Algo en apariencia tan humilde como secar la ropa no era humilde en absoluto:

1. Si no se podía secar la ropa bien seca –para ponérsela sobre el cuerpo– a diario, no se podía lavar con frecuencia.
2. Si no se podía lavar la ropa con frecuencia, se facilitaba el despliegue epidémico del pediculum vestimenta, el piojo del vestido, que anidaba en las costuras y era difícil de erradicar.
3. Si se facilitaba el despliegue epidémico del pediculum vestimenta, el piojo del vestido que anidaba en las costuras y era difícil de erradicar, se propagaban las enfermedades infecciosas, en un momento social en que –ya existentes los antibióticos– eran de consecución casi imposible y de uso restringido.
4. Si llegábamos a eso, la salud de la población sería –era– un tema sin resolver.
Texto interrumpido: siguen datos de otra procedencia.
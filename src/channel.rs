//! Bounded multi-producer command channel.
//!
//! A thin wrapper around `embassy_sync::channel::Channel` that never blocks
//! producers and lets the single consumer choose how long to wait.

use embassy_sync::blocking_mutex::raw::RawMutex;
use embassy_sync::channel::{Channel, TrySendError};
use embassy_time::with_timeout;

use crate::command::Command;
use crate::time::{Timeout, duration_from_ticks};

/// Default number of queued commands.
pub const DEFAULT_CHANNEL_DEPTH: usize = 8;

/// Errors returned by [`CommandChannel::enqueue`].
#[derive(Debug, Clone, Copy, PartialEq, Eq)]
#[cfg_attr(feature = "defmt", derive(defmt::Format))]
pub enum EnqueueError {
    /// No free slot; the command was dropped.
    ChannelFull,
}

impl core::fmt::Display for EnqueueError {
    fn fmt(&self, f: &mut core::fmt::Formatter<'_>) -> core::fmt::Result {
        match self {
            EnqueueError::ChannelFull => write!(f, "command channel is full"),
        }
    }
}

#[cfg(feature = "std")]
impl std::error::Error for EnqueueError {}

/// FIFO of commands with room for `N` entries.
///
/// Any number of producers may call [`enqueue`](Self::enqueue) concurrently
/// (given a mutex type `M` that is `Sync`, e.g. `CriticalSectionRawMutex`);
/// exactly one consumer should call [`receive`](Self::receive).
///
/// # Type Parameters
/// * `M` - Raw mutex guarding the queue
/// * `N` - Capacity
pub struct CommandChannel<M: RawMutex, const N: usize> {
    inner: Channel<M, Command, N>,
}

impl<M: RawMutex, const N: usize> CommandChannel<M, N> {
    /// Creates an empty channel. Usable in `static` items.
    ///
    /// A zero capacity is rejected at compile time:
    ///
    /// ```compile_fail
    /// use embassy_sync::blocking_mutex::raw::NoopRawMutex;
    /// use periodic_output::CommandChannel;
    ///
    /// let channel = CommandChannel::<NoopRawMutex, 0>::new();
    /// ```
    pub const fn new() -> Self {
        const { assert!(N > 0, "command channel depth must be at least 1") };
        Self {
            inner: Channel::new(),
        }
    }

    /// Copies `cmd` into the channel without waiting.
    ///
    /// Fails with [`EnqueueError::ChannelFull`] when every slot is taken;
    /// queued commands are left as they were.
    pub fn enqueue(&self, cmd: Command) -> Result<(), EnqueueError> {
        self.inner.try_send(cmd).map_err(|_: TrySendError<Command>| {
            log::warn!("periodic output: channel full, dropping {}", cmd.kind);
            EnqueueError::ChannelFull
        })
    }

    /// Takes the oldest command, waiting according to `timeout`.
    ///
    /// Returns `None` if nothing arrived in time.
    pub async fn receive(&self, timeout: Timeout) -> Option<Command> {
        match timeout {
            Timeout::Forever => Some(self.inner.receive().await),
            Timeout::Immediate => self.inner.try_receive().ok(),
            Timeout::Ticks(ticks) => with_timeout(duration_from_ticks(ticks), self.inner.receive())
                .await
                .ok(),
        }
    }

    /// Number of queued commands.
    pub fn len(&self) -> usize {
        self.inner.len()
    }

    pub fn is_empty(&self) -> bool {
        self.inner.is_empty()
    }

    pub fn is_full(&self) -> bool {
        self.inner.is_full()
    }

    /// Maximum number of queued commands.
    pub const fn capacity(&self) -> usize {
        N
    }
}

impl<M: RawMutex, const N: usize> Default for CommandChannel<M, N> {
    fn default() -> Self {
        Self::new()
    }
}
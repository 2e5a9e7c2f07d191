//! Command-interpreting state machine for a single boolean output.
//!
//! Provides [`Engine`], which owns the output together with the current and
//! previous commands, and executes one command pass per [`Engine::step`].
//! The engine never touches the channel itself; the worker loop in
//! [`crate::runner`] feeds it whatever the channel delivered.
//!
//! # Rules
//!
//! - A command of the same kind as the current one is dropped when that kind
//!   is `SwitchOff`, `SwitchOn` or `PulsedPerpetual` (debounce).
//! - Transient kinds (`ContinuousOn`, `ContinuousOff`, `Pulsed`) run once and
//!   then the command they replaced becomes current again (resumption).
//! - Transient kinds restore the steady output level when they finish.

use core::fmt::Write;

use crate::command::{Command, CommandKind};
use crate::output::Output;
use crate::time::{TickDelay, Timeout};

/// Capacity of the transition message passed to a [`DebugHook`].
pub const DEBUG_MESSAGE_CAPACITY: usize = 64;

/// Receives a short text whenever the engine accepts a new command.
///
/// Any `FnMut(&str)` closure is a `DebugHook`.
pub trait DebugHook {
    fn notify(&mut self, message: &str);
}

impl<F: FnMut(&str)> DebugHook for F {
    #[inline]
    fn notify(&mut self, message: &str) {
        self(message)
    }
}

/// Hook that ignores every message.
#[derive(Debug, Clone, Copy, Default)]
pub struct NoDebugHook;

impl DebugHook for NoDebugHook {
    #[inline]
    fn notify(&mut self, _message: &str) {}
}

/// Point-in-time copy of the engine state.
#[derive(Debug, Clone, Copy, PartialEq, Eq, Default)]
#[cfg_attr(feature = "defmt", derive(defmt::Format))]
pub struct EngineSnapshot {
    /// Steady output level last asserted.
    pub output_state: bool,
    /// Command governing the output.
    pub current: Command,
    /// Command resumed after a transient `current` finishes.
    pub previous: Command,
}

/// Drives one output according to the command stream.
///
/// # Type Parameters
/// * `O` - Output implementation
/// * `H` - Debug hook implementation (defaults to [`NoDebugHook`])
pub struct Engine<O: Output, H: DebugHook = NoDebugHook> {
    output: O,
    hook: H,
    output_state: bool,
    current: Command,
    previous: Command,
}

impl<O: Output> Engine<O> {
    /// Creates an engine in the `SwitchOff` state.
    ///
    /// The output is not driven until the first command executes or
    /// [`Engine::sync_output`] is called.
    pub fn new(output: O) -> Self {
        Self {
            output,
            hook: NoDebugHook,
            output_state: false,
            current: Command::default(),
            previous: Command::default(),
        }
    }
}

impl<O: Output, H: DebugHook> Engine<O, H> {
    /// Replaces the debug hook.
    pub fn with_debug_hook<H2: DebugHook>(self, hook: H2) -> Engine<O, H2> {
        Engine {
            output: self.output,
            hook,
            output_state: self.output_state,
            current: self.current,
            previous: self.previous,
        }
    }

    /// How long the worker may wait for the next command.
    ///
    /// Perpetual toggling must keep its own deadline, so it only polls.
    pub fn wait_timeout(&self) -> Timeout {
        if self.current.kind == CommandKind::PulsedPerpetual {
            Timeout::Immediate
        } else {
            Timeout::Forever
        }
    }

    /// Whether `cmd` repeats the active steady command and should be dropped.
    pub fn is_debounced(&self, cmd: &Command) -> bool {
        cmd.kind == self.current.kind && cmd.kind.is_steady()
    }

    /// Makes `cmd` the current command unless it is debounced.
    ///
    /// Returns `false` if the command was dropped. On acceptance the debug
    /// hook is notified and the superseded command becomes `previous`.
    pub fn accept(&mut self, cmd: Command) -> bool {
        if self.is_debounced(&cmd) {
            return false;
        }

        let mut message = heapless::String::<DEBUG_MESSAGE_CAPACITY>::new();
        // The longest pair of kind names is well under the capacity.
        let written = write!(message, "{} -> {}", self.current.kind, cmd.kind);
        debug_assert!(written.is_ok(), "transition message exceeds DEBUG_MESSAGE_CAPACITY");
        log::debug!("periodic output: {}", message.as_str());
        self.hook.notify(&message);

        self.previous = self.current;
        self.current = cmd;
        true
    }

    /// Runs one pass of the current command.
    pub async fn execute<D: TickDelay>(&mut self, delay: &mut D) {
        let cmd = self.current;
        match cmd.kind {
            CommandKind::SwitchOn => {
                self.output.set(true);
                self.output_state = true;
            }
            CommandKind::ContinuousOn => {
                self.output.set(true);
                delay.delay_ticks(cmd.on_duration).await;
                self.output.set(self.output_state);
            }
            CommandKind::ContinuousOff => {
                self.output.set(false);
                delay.delay_ticks(cmd.off_duration).await;
                self.output.set(self.output_state);
            }
            CommandKind::Pulsed => {
                for _ in 0..cmd.cycles {
                    self.output.set(true);
                    delay.delay_ticks(cmd.on_duration).await;
                    self.output.set(false);
                    delay.delay_ticks(cmd.off_duration).await;
                }
                self.output.set(self.output_state);
            }
            CommandKind::PulsedPerpetual => {
                self.output_state = !self.output_state;
                self.output.set(self.output_state);
                let phase = if self.output_state {
                    cmd.on_duration
                } else {
                    cmd.off_duration
                };
                delay.delay_ticks(phase).await;
            }
            CommandKind::SwitchOff => {
                self.output.set(false);
                self.output_state = false;
            }
        }
    }

    /// Returns to `previous` if the current command is transient.
    pub fn resume(&mut self) {
        if self.current.kind.is_transient() {
            self.current = self.previous;
        }
    }

    /// Processes what the wait produced: accept, execute, resume.
    ///
    /// Returns `false` when `received` was debounced; nothing is executed in
    /// that case so a repeated steady command never re-drives the output.
    pub async fn step<D: TickDelay>(&mut self, received: Option<Command>, delay: &mut D) -> bool {
        if let Some(cmd) = received {
            if !self.accept(cmd) {
                return false;
            }
        }
        self.execute(delay).await;
        self.resume();
        true
    }

    /// Asserts the steady output level without changing any state.
    pub fn sync_output(&mut self) {
        self.output.set(self.output_state);
    }

    /// Returns the command currently governing the output.
    pub fn current(&self) -> Command {
        self.current
    }

    /// Returns the command that a transient `current` will resume.
    pub fn previous(&self) -> Command {
        self.previous
    }

    /// Returns the steady output level last asserted.
    pub fn output_state(&self) -> bool {
        self.output_state
    }

    pub fn output(&self) -> &O {
        &self.output
    }

    pub fn output_mut(&mut self) -> &mut O {
        &mut self.output
    }

    pub fn snapshot(&self) -> EngineSnapshot {
        EngineSnapshot {
            output_state: self.output_state,
            current: self.current,
            previous: self.previous,
        }
    }
}
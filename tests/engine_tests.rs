//! Integration tests for Engine

mod common;
use common::*;

use futures_lite::future::block_on;
use periodic_output::{Command, CommandKind, Engine, Timeout};

#[test]
fn switch_on_drives_output_high_without_delay() {
    let mut engine = engine();
    let mut delay = RecordingDelay::new();

    assert!(block_on(engine.step(Some(Command::switch_on()), &mut delay)));

    assert_eq!(engine.output().history(), &[true]);
    assert!(delay.delays().is_empty());
    assert!(engine.output_state());
    assert_eq!(engine.current(), Command::switch_on());
    assert_eq!(engine.previous(), Command::switch_off());
}

#[test]
fn switch_off_drives_output_low() {
    let mut engine = engine();
    let mut delay = RecordingDelay::new();

    block_on(engine.step(Some(Command::switch_on()), &mut delay));
    block_on(engine.step(Some(Command::switch_off()), &mut delay));

    assert_eq!(engine.output().history(), &[true, false]);
    assert!(!engine.output_state());
    assert_eq!(engine.previous(), Command::switch_on());
}

#[test]
fn pulsed_burst_from_switch_on_restores_high_output() {
    let mut engine = engine();
    let mut delay = RecordingDelay::new();

    block_on(engine.step(Some(Command::switch_on()), &mut delay));
    engine.output_mut().clear();

    block_on(engine.step(Some(Command::pulsed(2, 3, 4)), &mut delay));

    assert_eq!(
        engine.output().history(),
        &[true, false, true, false, true, false, true, false, true]
    );
    assert_eq!(delay.delays(), &[2, 3, 2, 3, 2, 3, 2, 3]);
    assert_eq!(engine.current(), Command::switch_on());
    assert!(engine.output_state());
}

#[test]
fn pulsed_with_zero_cycles_only_restores_output() {
    let mut engine = engine();
    let mut delay = RecordingDelay::new();

    block_on(engine.step(Some(Command::switch_on()), &mut delay));
    engine.output_mut().clear();

    block_on(engine.step(Some(Command::pulsed(2, 3, 0)), &mut delay));

    assert_eq!(engine.output().history(), &[true]);
    assert!(delay.delays().is_empty());
    assert_eq!(engine.current(), Command::switch_on());
}

#[test]
fn continuous_on_from_switch_off_returns_low() {
    let mut engine = engine();
    let mut delay = RecordingDelay::new();

    block_on(engine.step(Some(Command::continuous_on(4)), &mut delay));

    assert_eq!(engine.output().history(), &[true, false]);
    assert_eq!(delay.delays(), &[4]);
    assert_eq!(engine.current(), Command::switch_off());
    assert!(!engine.output_state());
}

#[test]
fn continuous_off_from_switch_on_returns_high() {
    let mut engine = engine();
    let mut delay = RecordingDelay::new();

    block_on(engine.step(Some(Command::switch_on()), &mut delay));
    engine.output_mut().clear();

    block_on(engine.step(Some(Command::continuous_off(6)), &mut delay));

    assert_eq!(engine.output().history(), &[false, true]);
    assert_eq!(delay.delays(), &[6]);
    assert_eq!(engine.current(), Command::switch_on());
}

#[test]
fn continuous_on_ignores_off_duration() {
    let mut engine = engine();
    let mut delay = RecordingDelay::new();

    let cmd = Command::new(CommandKind::ContinuousOn, 4, 99, 7);
    block_on(engine.step(Some(cmd), &mut delay));

    assert_eq!(delay.delays(), &[4]);
}

#[test]
fn pulsed_perpetual_toggles_with_phase_durations() {
    let mut engine = engine();
    let mut delay = RecordingDelay::new();

    block_on(engine.step(Some(Command::pulsed_perpetual(5, 7)), &mut delay));
    for _ in 0..5 {
        assert_eq!(engine.wait_timeout(), Timeout::Immediate);
        block_on(engine.step(None, &mut delay));
    }

    assert_eq!(
        engine.output().history(),
        &[true, false, true, false, true, false]
    );
    assert_eq!(delay.delays(), &[5, 7, 5, 7, 5, 7]);
    assert_eq!(engine.current(), Command::pulsed_perpetual(5, 7));
}

#[test]
fn repeated_switch_on_is_a_no_op() {
    let log = HookLog::new();
    let mut engine = Engine::new(MockOutput::new()).with_debug_hook(log.hook());
    let mut delay = RecordingDelay::new();

    block_on(engine.step(Some(Command::switch_on()), &mut delay));
    let previous = engine.previous();
    let outputs = engine.output().history().len();

    assert!(!block_on(engine.step(Some(Command::switch_on()), &mut delay)));

    assert_eq!(log.count(), 1);
    assert_eq!(engine.previous(), previous);
    assert_eq!(engine.output().history().len(), outputs);
}

#[test]
fn initial_switch_off_is_debounced() {
    let mut engine = engine();
    let mut delay = RecordingDelay::new();

    assert!(!block_on(engine.step(Some(Command::switch_off()), &mut delay)));
    assert!(engine.output().history().is_empty());
}

#[test]
fn repeated_pulsed_perpetual_does_not_restart_toggling() {
    let mut engine = engine();
    let mut delay = RecordingDelay::new();

    block_on(engine.step(Some(Command::pulsed_perpetual(5, 7)), &mut delay));
    assert!(!block_on(
        engine.step(Some(Command::pulsed_perpetual(5, 7)), &mut delay)
    ));
    block_on(engine.step(None, &mut delay));

    // The phase continues from where it was: on, then off.
    assert_eq!(engine.output().history(), &[true, false]);
    assert_eq!(engine.previous(), Command::switch_off());
}

#[test]
fn transient_commands_rearm_when_repeated() {
    let mut engine = engine();
    let mut delay = RecordingDelay::new();

    block_on(engine.step(Some(Command::continuous_on(4)), &mut delay));
    block_on(engine.step(Some(Command::continuous_on(4)), &mut delay));

    assert_eq!(engine.output().history(), &[true, false, true, false]);
    assert_eq!(delay.delays(), &[4, 4]);
}

#[test]
fn transient_during_perpetual_toggle_resumes_toggling() {
    let mut engine = engine();
    let mut delay = RecordingDelay::new();

    block_on(engine.step(Some(Command::pulsed_perpetual(5, 7)), &mut delay));
    assert!(engine.output_state());
    engine.output_mut().clear();

    block_on(engine.step(Some(Command::continuous_off(3)), &mut delay));

    // Restores the toggle's current level, then toggling carries on.
    assert_eq!(engine.output().history(), &[false, true]);
    assert_eq!(engine.current(), Command::pulsed_perpetual(5, 7));
    assert_eq!(engine.wait_timeout(), Timeout::Immediate);

    block_on(engine.step(None, &mut delay));
    assert_eq!(engine.output().last(), Some(false));
}

#[test]
fn debug_hook_fires_only_on_accepted_transitions() {
    let log = HookLog::new();
    let mut engine = Engine::new(MockOutput::new()).with_debug_hook(log.hook());
    let mut delay = RecordingDelay::new();

    block_on(engine.step(Some(Command::switch_on()), &mut delay));
    block_on(engine.step(Some(Command::pulsed(1, 1, 2)), &mut delay));
    block_on(engine.step(Some(Command::switch_on()), &mut delay));

    // Resumption back to SwitchOn and the debounced SwitchOn are silent.
    assert_eq!(
        log.messages(),
        vec!["SwitchOff -> SwitchOn".to_string(), "SwitchOn -> Pulsed".to_string()]
    );
}

#[test]
fn resumption_leaves_previous_pointing_at_resumed_command() {
    let mut engine = engine();
    let mut delay = RecordingDelay::new();

    block_on(engine.step(Some(Command::switch_on()), &mut delay));
    block_on(engine.step(Some(Command::pulsed(1, 1, 1)), &mut delay));

    assert_eq!(engine.current(), Command::switch_on());
    assert_eq!(engine.previous(), Command::switch_on());
}

#[test]
fn wire_decoded_unknown_kind_behaves_as_switch_off() {
    let mut engine = engine();
    let mut delay = RecordingDelay::new();

    block_on(engine.step(Some(Command::switch_on()), &mut delay));

    let mut bytes = Command::switch_on().to_bytes();
    bytes[0] = 0xFF;
    block_on(engine.step(Some(Command::from_bytes(&bytes)), &mut delay));

    assert_eq!(engine.output().last(), Some(false));
    assert_eq!(engine.current().kind, CommandKind::SwitchOff);
}

#[test]
fn snapshot_reflects_engine_state() {
    let mut engine = engine();
    let mut delay = RecordingDelay::new();

    block_on(engine.step(Some(Command::switch_on()), &mut delay));
    let snapshot = engine.snapshot();

    assert!(snapshot.output_state);
    assert_eq!(snapshot.current, Command::switch_on());
    assert_eq!(snapshot.previous, Command::switch_off());
}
Así que secar la ropa y poder ponerse un pijama seco, eran a la vez una necesidad perentoria de salud global y un placer infantil semejante a la caricia de una madre (las madres acariciaban mediante otros sistemas: por el método del brasero de cisco, mediante comidas sanas, con una limpieza trabajosa pero suficiente de los hogares, incluso con regalos de Reyes Magos nunca tan magos como entonces... bendita sea su amada memoria).